## What you should do:
Find the line in the entries below that contains "message) and then". Repeat it exactly, and every line after it through the line that contains "or malformed credential.".

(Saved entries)
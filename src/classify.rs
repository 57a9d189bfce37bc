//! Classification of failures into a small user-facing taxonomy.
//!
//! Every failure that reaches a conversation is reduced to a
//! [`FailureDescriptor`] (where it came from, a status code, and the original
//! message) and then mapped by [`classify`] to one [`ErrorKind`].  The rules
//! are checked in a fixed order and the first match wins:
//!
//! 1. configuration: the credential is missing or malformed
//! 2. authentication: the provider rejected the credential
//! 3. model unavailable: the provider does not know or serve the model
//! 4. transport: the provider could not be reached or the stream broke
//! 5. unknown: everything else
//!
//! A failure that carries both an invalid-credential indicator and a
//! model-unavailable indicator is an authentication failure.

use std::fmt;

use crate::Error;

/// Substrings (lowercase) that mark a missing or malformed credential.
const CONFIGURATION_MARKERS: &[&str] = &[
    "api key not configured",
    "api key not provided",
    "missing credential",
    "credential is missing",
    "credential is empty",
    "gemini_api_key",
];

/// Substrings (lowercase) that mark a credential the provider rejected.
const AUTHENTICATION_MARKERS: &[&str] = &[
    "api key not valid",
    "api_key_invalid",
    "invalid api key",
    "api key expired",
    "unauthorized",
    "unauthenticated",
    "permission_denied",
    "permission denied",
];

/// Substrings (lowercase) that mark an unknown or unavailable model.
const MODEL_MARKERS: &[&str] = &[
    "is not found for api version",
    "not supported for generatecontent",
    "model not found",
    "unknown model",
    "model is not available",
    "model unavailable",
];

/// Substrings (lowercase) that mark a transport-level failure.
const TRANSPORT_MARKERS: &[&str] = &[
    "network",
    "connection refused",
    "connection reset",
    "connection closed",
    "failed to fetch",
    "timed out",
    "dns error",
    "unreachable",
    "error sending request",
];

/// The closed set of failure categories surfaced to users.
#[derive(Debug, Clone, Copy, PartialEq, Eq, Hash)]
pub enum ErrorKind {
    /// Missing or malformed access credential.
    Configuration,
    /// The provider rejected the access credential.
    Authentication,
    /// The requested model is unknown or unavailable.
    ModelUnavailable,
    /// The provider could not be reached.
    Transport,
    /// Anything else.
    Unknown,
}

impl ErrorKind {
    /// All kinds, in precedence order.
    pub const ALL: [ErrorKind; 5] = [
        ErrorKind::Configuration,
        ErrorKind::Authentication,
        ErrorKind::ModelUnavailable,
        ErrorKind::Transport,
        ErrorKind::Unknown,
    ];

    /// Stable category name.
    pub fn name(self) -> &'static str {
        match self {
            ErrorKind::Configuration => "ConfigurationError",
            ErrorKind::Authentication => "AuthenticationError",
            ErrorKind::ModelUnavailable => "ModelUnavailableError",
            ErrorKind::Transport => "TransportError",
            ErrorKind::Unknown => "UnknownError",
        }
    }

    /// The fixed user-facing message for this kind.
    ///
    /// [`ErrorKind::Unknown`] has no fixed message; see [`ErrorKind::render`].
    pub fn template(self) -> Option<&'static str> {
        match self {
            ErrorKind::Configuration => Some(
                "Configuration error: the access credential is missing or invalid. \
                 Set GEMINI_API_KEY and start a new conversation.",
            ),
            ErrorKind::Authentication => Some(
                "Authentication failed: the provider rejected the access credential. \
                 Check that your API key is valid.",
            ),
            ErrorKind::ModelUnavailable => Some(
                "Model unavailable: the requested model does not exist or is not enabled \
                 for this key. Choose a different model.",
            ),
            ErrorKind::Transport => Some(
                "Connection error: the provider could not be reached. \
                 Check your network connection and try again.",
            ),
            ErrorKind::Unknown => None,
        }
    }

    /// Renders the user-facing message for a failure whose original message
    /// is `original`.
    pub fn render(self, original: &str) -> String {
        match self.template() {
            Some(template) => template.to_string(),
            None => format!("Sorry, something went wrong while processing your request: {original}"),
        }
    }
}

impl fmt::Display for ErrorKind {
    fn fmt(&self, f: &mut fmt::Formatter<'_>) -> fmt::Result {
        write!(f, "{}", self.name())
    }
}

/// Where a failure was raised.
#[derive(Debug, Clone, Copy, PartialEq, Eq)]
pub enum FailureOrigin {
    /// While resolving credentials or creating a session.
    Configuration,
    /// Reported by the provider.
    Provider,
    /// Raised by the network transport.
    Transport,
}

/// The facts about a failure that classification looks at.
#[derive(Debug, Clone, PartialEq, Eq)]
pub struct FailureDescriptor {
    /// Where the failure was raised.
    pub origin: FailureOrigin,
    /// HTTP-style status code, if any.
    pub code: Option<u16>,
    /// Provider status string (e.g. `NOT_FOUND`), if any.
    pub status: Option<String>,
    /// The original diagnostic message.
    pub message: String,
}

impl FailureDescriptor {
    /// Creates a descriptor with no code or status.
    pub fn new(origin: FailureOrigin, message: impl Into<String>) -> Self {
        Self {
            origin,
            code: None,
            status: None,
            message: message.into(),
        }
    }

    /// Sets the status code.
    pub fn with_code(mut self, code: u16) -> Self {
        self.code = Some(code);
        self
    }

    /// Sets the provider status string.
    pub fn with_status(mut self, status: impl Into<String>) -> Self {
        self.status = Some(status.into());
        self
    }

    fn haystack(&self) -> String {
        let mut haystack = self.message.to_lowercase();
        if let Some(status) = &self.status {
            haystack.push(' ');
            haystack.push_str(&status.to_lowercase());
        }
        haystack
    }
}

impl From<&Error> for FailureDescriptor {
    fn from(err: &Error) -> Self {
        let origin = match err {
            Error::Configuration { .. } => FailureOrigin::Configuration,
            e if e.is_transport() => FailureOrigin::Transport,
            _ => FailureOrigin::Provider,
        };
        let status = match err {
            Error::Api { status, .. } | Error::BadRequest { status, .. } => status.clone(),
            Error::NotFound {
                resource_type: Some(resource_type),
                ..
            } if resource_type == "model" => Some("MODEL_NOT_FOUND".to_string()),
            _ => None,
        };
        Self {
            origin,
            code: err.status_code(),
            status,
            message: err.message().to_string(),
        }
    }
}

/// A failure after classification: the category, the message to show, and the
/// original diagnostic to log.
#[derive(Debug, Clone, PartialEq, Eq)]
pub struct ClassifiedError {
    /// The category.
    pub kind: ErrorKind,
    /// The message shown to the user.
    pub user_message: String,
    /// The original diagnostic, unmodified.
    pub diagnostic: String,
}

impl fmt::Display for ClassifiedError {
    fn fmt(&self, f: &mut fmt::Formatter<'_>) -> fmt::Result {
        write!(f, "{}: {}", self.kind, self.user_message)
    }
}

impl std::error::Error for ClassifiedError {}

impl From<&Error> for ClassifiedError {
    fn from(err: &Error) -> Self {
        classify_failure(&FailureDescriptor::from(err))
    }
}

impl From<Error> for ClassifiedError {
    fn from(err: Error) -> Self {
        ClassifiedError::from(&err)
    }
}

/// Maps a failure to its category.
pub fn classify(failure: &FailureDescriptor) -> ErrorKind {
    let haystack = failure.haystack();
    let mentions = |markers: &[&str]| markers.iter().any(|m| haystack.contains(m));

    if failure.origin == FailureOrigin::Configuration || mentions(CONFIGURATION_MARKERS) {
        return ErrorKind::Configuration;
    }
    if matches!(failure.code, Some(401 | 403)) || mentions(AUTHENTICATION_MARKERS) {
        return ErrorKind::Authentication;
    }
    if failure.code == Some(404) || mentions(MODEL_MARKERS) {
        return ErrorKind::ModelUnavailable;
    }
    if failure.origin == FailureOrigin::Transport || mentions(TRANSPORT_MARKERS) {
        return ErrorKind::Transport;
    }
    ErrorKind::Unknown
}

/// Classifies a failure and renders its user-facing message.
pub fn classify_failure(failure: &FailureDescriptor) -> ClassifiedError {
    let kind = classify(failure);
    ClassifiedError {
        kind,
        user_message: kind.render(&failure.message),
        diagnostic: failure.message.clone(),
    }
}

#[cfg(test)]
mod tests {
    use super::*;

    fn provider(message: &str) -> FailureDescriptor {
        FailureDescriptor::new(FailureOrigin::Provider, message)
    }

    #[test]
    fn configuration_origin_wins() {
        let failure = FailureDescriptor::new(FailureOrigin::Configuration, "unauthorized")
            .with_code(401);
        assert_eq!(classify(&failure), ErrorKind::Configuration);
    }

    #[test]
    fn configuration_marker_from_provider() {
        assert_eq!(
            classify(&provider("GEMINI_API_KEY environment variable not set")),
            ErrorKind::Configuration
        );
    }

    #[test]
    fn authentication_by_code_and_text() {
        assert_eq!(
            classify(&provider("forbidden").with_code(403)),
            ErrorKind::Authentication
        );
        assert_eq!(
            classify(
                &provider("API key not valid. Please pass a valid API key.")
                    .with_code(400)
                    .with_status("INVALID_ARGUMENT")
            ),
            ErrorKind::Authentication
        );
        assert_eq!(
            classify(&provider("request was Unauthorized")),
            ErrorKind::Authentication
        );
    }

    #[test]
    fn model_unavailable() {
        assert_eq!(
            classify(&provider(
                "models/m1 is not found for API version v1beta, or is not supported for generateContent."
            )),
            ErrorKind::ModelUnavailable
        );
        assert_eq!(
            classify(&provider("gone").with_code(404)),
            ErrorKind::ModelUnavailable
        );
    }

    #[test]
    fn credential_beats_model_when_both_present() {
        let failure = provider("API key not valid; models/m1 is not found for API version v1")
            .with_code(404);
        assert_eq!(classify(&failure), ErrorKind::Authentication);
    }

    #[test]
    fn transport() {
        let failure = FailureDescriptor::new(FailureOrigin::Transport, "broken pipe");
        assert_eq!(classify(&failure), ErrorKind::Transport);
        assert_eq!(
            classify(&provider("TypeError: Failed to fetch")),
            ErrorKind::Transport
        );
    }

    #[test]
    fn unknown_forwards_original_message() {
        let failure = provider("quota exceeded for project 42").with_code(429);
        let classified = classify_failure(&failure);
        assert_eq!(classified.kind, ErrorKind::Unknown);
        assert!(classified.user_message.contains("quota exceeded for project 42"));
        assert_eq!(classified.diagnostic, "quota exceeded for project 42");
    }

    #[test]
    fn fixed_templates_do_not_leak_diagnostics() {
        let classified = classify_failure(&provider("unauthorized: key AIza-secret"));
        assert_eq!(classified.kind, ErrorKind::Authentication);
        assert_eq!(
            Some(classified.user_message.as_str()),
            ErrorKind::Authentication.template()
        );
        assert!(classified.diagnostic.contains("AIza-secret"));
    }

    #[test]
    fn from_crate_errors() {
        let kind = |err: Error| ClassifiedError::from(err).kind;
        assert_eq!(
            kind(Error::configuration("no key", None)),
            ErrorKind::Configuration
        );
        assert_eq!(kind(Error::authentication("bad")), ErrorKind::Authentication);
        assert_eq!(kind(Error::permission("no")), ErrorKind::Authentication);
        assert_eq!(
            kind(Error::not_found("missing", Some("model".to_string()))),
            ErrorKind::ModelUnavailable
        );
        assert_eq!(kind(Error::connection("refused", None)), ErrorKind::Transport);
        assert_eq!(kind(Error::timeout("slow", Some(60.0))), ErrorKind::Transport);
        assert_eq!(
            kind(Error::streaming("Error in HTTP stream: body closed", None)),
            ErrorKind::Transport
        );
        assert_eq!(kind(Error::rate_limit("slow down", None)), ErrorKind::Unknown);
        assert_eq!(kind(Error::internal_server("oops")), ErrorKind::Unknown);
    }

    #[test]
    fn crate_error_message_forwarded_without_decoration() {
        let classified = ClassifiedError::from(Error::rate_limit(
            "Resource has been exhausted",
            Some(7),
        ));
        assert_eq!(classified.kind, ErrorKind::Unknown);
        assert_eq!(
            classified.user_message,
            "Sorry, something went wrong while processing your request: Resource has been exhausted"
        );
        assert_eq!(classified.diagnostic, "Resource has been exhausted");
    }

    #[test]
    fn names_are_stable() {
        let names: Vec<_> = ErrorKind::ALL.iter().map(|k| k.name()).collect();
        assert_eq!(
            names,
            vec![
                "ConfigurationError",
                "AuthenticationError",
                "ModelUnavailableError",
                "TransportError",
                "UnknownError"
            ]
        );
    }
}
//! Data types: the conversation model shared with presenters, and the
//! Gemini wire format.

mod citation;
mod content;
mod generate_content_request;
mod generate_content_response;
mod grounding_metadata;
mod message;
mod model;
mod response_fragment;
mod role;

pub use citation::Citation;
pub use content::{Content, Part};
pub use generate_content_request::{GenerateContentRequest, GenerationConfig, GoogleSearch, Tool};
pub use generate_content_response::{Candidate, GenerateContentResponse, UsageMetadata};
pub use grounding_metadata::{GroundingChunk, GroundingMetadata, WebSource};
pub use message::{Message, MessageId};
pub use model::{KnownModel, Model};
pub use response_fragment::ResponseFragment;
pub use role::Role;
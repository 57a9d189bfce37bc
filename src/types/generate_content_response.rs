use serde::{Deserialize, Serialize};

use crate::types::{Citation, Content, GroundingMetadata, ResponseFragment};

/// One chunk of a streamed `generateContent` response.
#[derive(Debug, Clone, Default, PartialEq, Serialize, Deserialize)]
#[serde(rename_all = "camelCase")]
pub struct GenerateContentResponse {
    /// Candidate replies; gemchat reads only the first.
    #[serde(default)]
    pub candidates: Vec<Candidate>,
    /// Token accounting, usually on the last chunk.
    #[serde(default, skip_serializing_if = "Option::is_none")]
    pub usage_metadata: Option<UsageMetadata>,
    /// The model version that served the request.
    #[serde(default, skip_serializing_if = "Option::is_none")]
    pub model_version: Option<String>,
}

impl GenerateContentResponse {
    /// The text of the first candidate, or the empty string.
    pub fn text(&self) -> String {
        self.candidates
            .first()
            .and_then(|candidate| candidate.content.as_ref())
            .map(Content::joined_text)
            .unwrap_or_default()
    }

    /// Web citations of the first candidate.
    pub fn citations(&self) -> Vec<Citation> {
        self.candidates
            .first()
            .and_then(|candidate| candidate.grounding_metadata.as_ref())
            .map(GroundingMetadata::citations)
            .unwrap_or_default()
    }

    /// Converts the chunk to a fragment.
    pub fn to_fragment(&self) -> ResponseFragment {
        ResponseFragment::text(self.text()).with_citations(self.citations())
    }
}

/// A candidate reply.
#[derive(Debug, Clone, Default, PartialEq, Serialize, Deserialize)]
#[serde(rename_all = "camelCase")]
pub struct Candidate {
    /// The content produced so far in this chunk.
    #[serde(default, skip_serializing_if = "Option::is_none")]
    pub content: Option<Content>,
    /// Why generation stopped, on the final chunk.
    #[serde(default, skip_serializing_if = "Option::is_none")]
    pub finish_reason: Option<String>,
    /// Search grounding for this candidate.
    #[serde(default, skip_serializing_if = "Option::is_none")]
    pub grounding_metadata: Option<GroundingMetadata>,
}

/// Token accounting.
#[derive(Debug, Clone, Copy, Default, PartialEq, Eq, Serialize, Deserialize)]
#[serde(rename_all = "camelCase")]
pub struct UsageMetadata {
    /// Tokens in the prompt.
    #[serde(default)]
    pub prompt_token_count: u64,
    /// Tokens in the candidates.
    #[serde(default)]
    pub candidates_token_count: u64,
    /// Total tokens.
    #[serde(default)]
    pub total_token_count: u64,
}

## Solution below:
//! message) and then mapped by [`classify`] to one [`ErrorKind`].  The rules
//! are checked in a fixed order and the first match wins:
//!
//! 1. configuration: the credential is missing or malformed
//! 2. authentication: the provider rejected the credential
//! 3. model unavailable: the provider does not know or serve the model
//! 4. transport: the provider could not be reached or the stream broke
//! 5. unknown: everything else
//!
//! A failure that carries both an invalid-credential indicator and a
//! model-unavailable indicator is an authentication failure.

use std::fmt;

use crate::Error;

/// Substrings (lowercase) that mark a missing or malformed credential.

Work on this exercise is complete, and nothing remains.